1. What are some seasonal maintenance checks I can do myself?

In between car service trips, you should ensure that your battery is clean and that it has enough water. Because of the chemical reaction between electrodes (terminals) and the electrolyte (solution inside the battery), cables and terminals can get corroded over time.

All you need is a little clean water and some baking soda to make a paste. Be sure to wear rubber gloves and some goggles to protect yourself. Use a soft, non-metal brush to clean the top of the battery and then the cables. Wipe off with a damp cloth until all the baking soda is gone. When disconnecting cables to clean, always start with the negative terminal and do not force if stuck; use a cable puller instead.

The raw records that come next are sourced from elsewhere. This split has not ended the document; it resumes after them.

impl GameState {
    /// Standard initial position, white to move.
    pub fn new() -> Self {
        Self::from_parts(
            Board::starting(),
            Color::White,
            [Square::new(7, 4), Square::new(0, 4)],
            CastleRights::all(),
            None,
        )
    }

    fn from_parts(
        board: Board,
        side_to_move: Color,
        king_locations: [Square; 2],
        castle_rights: CastleRights,
        en_passant_target: Option<Square>,
    ) -> Self {
        Self {
            board,
            side_to_move,
            move_log: Vec::new(),
            king_locations,
            castle_rights,
            en_passant_target,
            checkmate: false,
            stalemate: false,
            castle_rights_log: vec![castle_rights],
            en_passant_log: vec![en_passant_target],
        }
    }

    /// Builds a position from FEN. Clock fields are optional and ignored.
    ///
    /// Castling rights whose king or rook is not on its home square are
    /// dropped, and each side must have exactly one king.
    pub fn from_fen(fen: &str) -> ChessResult<Self> {
        let fields: Vec<&str> = fen.split_whitespace().collect();
        if fields.len() < 2 {
            return Err(ChessError::InvalidFen(fen.to_string()));
        }

        let board = Board::from_fen_placement(fields[0])?;
        let side_to_move = match fields[1] {
            "w" => Color::White,
            "b" => Color::Black,
            other => return Err(ChessError::InvalidFen(format!("side to move {}", other))),
        };

        let mut king_locations = [Square::new(0, 0); 2];
        for color in [Color::White, Color::Black] {
            match board.find_all(Piece::King, color).as_slice() {
                [king] => king_locations[color.index()] = *king,
                kings => {
                    return Err(ChessError::InvalidFen(format!(
                        "{} has {} kings",
                        color,
                        kings.len()
                    )))
                }
            }
        }

        let mut castle_rights = match fields.get(2) {
            Some(field) => CastleRights::from_fen_field(field)?,
            None => CastleRights::none(),
        };
        for color in [Color::White, Color::Black] {
            let row = color.home_row();
            let has = |col: u8, piece: Piece| board.get(Square::new(row, col)) == Some((piece, color));
            if !has(4, Piece::King) {
                castle_rights.revoke_kingside(color);
                castle_rights.revoke_queenside(color);
            }
            if !has(7, Piece::Rook) {
                castle_rights.revoke_kingside(color);
            }
            if !has(0, Piece::Rook) {
                castle_rights.revoke_queenside(color);
            }
        }

        let en_passant_target = match fields.get(3) {
            None | Some(&"-") => None,
            Some(field) => Some(
                field
                    .parse::<Square>()
                    .map_err(|_| ChessError::InvalidFen(format!("en passant field {}", field)))?,
            ),
        }
        .filter(|&target| en_passant_fits(&board, side_to_move, target));

        let state = Self::from_parts(
            board,
            side_to_move,
            king_locations,
            castle_rights,
            en_passant_target,
        );
        let waiting = side_to_move.opposite();
        if state.is_attacked_by(state.king_location(waiting), side_to_move) {
            return Err(ChessError::InvalidFen(format!(
                "{} is in check but not to move",
                waiting
            )));
        }
        Ok(state)
    }

    pub fn board(&self) -> &Board {
        &self.board
    }

    pub fn side_to_move(&self) -> Color {
        self.side_to_move
    }

    pub fn white_to_move(&self) -> bool {
        self.side_to_move == Color::White
    }

    pub fn move_log(&self) -> &[Move] {
        &self.move_log
    }

    pub fn king_location(&self, color: Color) -> Square {
        self.king_locations[color.index()]
    }

    pub fn castle_rights(&self) -> CastleRights {
        self.castle_rights
    }

    pub fn en_passant_target(&self) -> Option<Square> {
        self.en_passant_target
    }

    /// Set by the most recent `get_valid_moves` call.
    pub fn is_checkmate(&self) -> bool {
        self.checkmate
    }

    /// Set by the most recent `get_valid_moves` call.
    pub fn is_stalemate(&self) -> bool {
        self.stalemate
    }

    /// Applies `mv`, which must come from the latest `get_valid_moves()`.
    pub fn make_move(&mut self, mv: Move) {
        debug_assert_eq!(
            self.board.get(mv.start),
            Some(mv.piece_moved),
            "move {} does not start from the moved piece",
            mv.chess_notation()
        );
        debug_assert_eq!(
            mv.piece_moved.1, self.side_to_move,
            "move {} played out of turn",
            mv.chess_notation()
        );

        let (piece, color) = mv.piece_moved;
        self.board.set(mv.start, None);
        self.board.set(mv.end, Some(mv.piece_moved));
        self.move_log.push(mv);
        self.side_to_move = self.side_to_move.opposite();

        if piece == Piece::King {
            self.king_locations[color.index()] = mv.end;
        }

        if mv.is_promotion {
            self.board.set(mv.end, Some((Piece::Queen, color)));
        }

        self.en_passant_target = if piece == Piece::Pawn && mv.start.row.abs_diff(mv.end.row) == 2 {
            Some(Square::new((mv.start.row + mv.end.row) / 2, mv.start.col))
        } else {
            None
        };

        if mv.is_en_passant {
            self.board.set(mv.capture_square(), None);
        }

        self.update_castle_rights(&mv);
        self.castle_rights_log.push(self.castle_rights);

        if mv.is_castle {
            let (rook_from, rook_to) = castle_rook_squares(&mv);
            let rook = self.board.get(rook_from);
            self.board.set(rook_to, rook);
            self.board.set(rook_from, None);
        }

        self.en_passant_log.push(self.en_passant_target);
        self.checkmate = false;
        self.stalemate = false;
    }

    /// Reverts the last move. Returns `None` (and does nothing) when there is
    /// no history.
    pub fn undo_move(&mut self) -> Option<Move> {
        let mv = self.move_log.pop()?;
        let (piece, color) = mv.piece_moved;

        self.board.set(mv.start, Some(mv.piece_moved));
        self.board.set(mv.end, mv.piece_captured);
        self.side_to_move = self.side_to_move.opposite();

        if piece == Piece::King {
            self.king_locations[color.index()] = mv.start;
        }

        if mv.is_en_passant {
            self.board.set(mv.end, None);
            self.board.set(mv.capture_square(), mv.piece_captured);
        }

        self.en_passant_log.pop();
        self.en_passant_target = self.en_passant_log.last().copied().flatten();

        self.castle_rights_log.pop();
        if let Some(rights) = self.castle_rights_log.last() {
            self.castle_rights = *rights;
        }

        if mv.is_castle {
            let (rook_from, rook_to) = castle_rook_squares(&mv);
            let rook = self.board.get(rook_to);
            self.board.set(rook_from, rook);
            self.board.set(rook_to, None);
        }

        self.checkmate = false;
        self.stalemate = false;
        Some(mv)
    }

    fn update_castle_rights(&mut self, mv: &Move) {
        let (piece, color) = mv.piece_moved;
        match piece {
            Piece::King => {
                self.castle_rights.revoke_kingside(color);
                self.castle_rights.revoke_queenside(color);
            }
            Piece::Rook => self.castle_rights.revoke_for_rook_square(color, mv.start),
            _ => {}
        }

        if let Some((Piece::Rook, captured_color)) = mv.piece_captured {
            self.castle_rights.revoke_for_rook_square(captured_color, mv.end);
        }
    }

    /// Placement and side to move; the remaining fields are a fixed placeholder.
    pub fn get_fen(&self) -> String {
        format!("{} {} KQkq - 0 1", self.board.fen_placement(), self.side_to_move.letter())
    }

    /// Computes the valid moves and reports whether the side to move is mated
    /// or stalemated.
    pub fn is_game_over(&mut self) -> GameOutcome {
        self.get_valid_moves();
        self.outcome()
    }

    /// Outcome as recorded by the most recent `get_valid_moves` call.
    pub fn outcome(&self) -> GameOutcome {
        if self.checkmate {
            GameOutcome::Checkmate {
                winner: self.side_to_move.opposite(),
            }
        } else if self.stalemate {
            GameOutcome::Stalemate
        } else {
            GameOutcome::Ongoing
        }
    }

    #[cfg(test)]
    pub(crate) fn history_lengths(&self) -> (usize, usize, usize) {
        (
            self.move_log.len(),
            self.castle_rights_log.len(),
            self.en_passant_log.len(),
        )
    }
}

/// An en-passant target must sit right behind an enemy pawn that could have
/// just made a double push: on the third rank from the mover's side, with
/// the target and the pawn's origin both empty.
fn en_passant_fits(board: &Board, side_to_move: Color, target: Square) -> bool {
    let pusher = side_to_move.opposite();
    let expected_row = pusher.home_row() as i8 + 2 * pusher.pawn_direction();
    if target.row as i8 != expected_row {
        return false;
    }
    let origin = target.offset((-pusher.pawn_direction(), 0), 1);
    let pawn = target.offset((pusher.pawn_direction(), 0), 1);
    match (origin, pawn) {
        (Some(origin), Some(pawn)) => {
            board.is_empty(target) && board.is_empty(origin) && board.get(pawn) == Some((Piece::Pawn, pusher))
        }
        _ => false,
    }
}

/// Rook origin and destination for a castle move.
fn castle_rook_squares(mv: &Move) -> (Square, Square) {
    let row = mv.end.row;
    if mv.is_kingside_castle() {
        (Square::new(row, mv.end.col + 1), Square::new(row, mv.end.col - 1))
    } else {
        (Square::new(row, mv.end.col - 2), Square::new(row, mv.end.col + 1))
    }
}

To check the electrolyte levels, gently remove battery cell covers. The top of the battery should be very clean to prevent dirt from getting into the electrolyte. The electrolyte should be at about 0.5in about the top of the plates. All cells should have the same amount of electrolyte. Fill up to the right level using distilled water, not tap water. If any of the cells has significantly lower electrolyte than the others, this might indicate a leak that should be fixed professionally.

2. How can I tell my battery is failing?

There are many ways to know whether you're low on charge or your battery is failing. Common causes of low battery charge include:

  • Taking short trips, as this doesn't allow proper charging

  • Adding too many accessories or using them when the engine is off, e.g. listening to the radio when cleaning the car

  • Running the battery close to its expiry

You can tell whether your battery is failing by trying to turn on the headlights when the engine is running idle. Try to rev the engine and see whether the headlights brighten and dim back when you stop revving. Also if you notice that the car starter turns slowly, schedule a service appointment as it may be battery may be failing or your alternator wiring malfunctioning.

Finally inspect your fan belt to see whether it is cracked, glazed, loose or frayed. You may simply need to service it, or it may require replacement.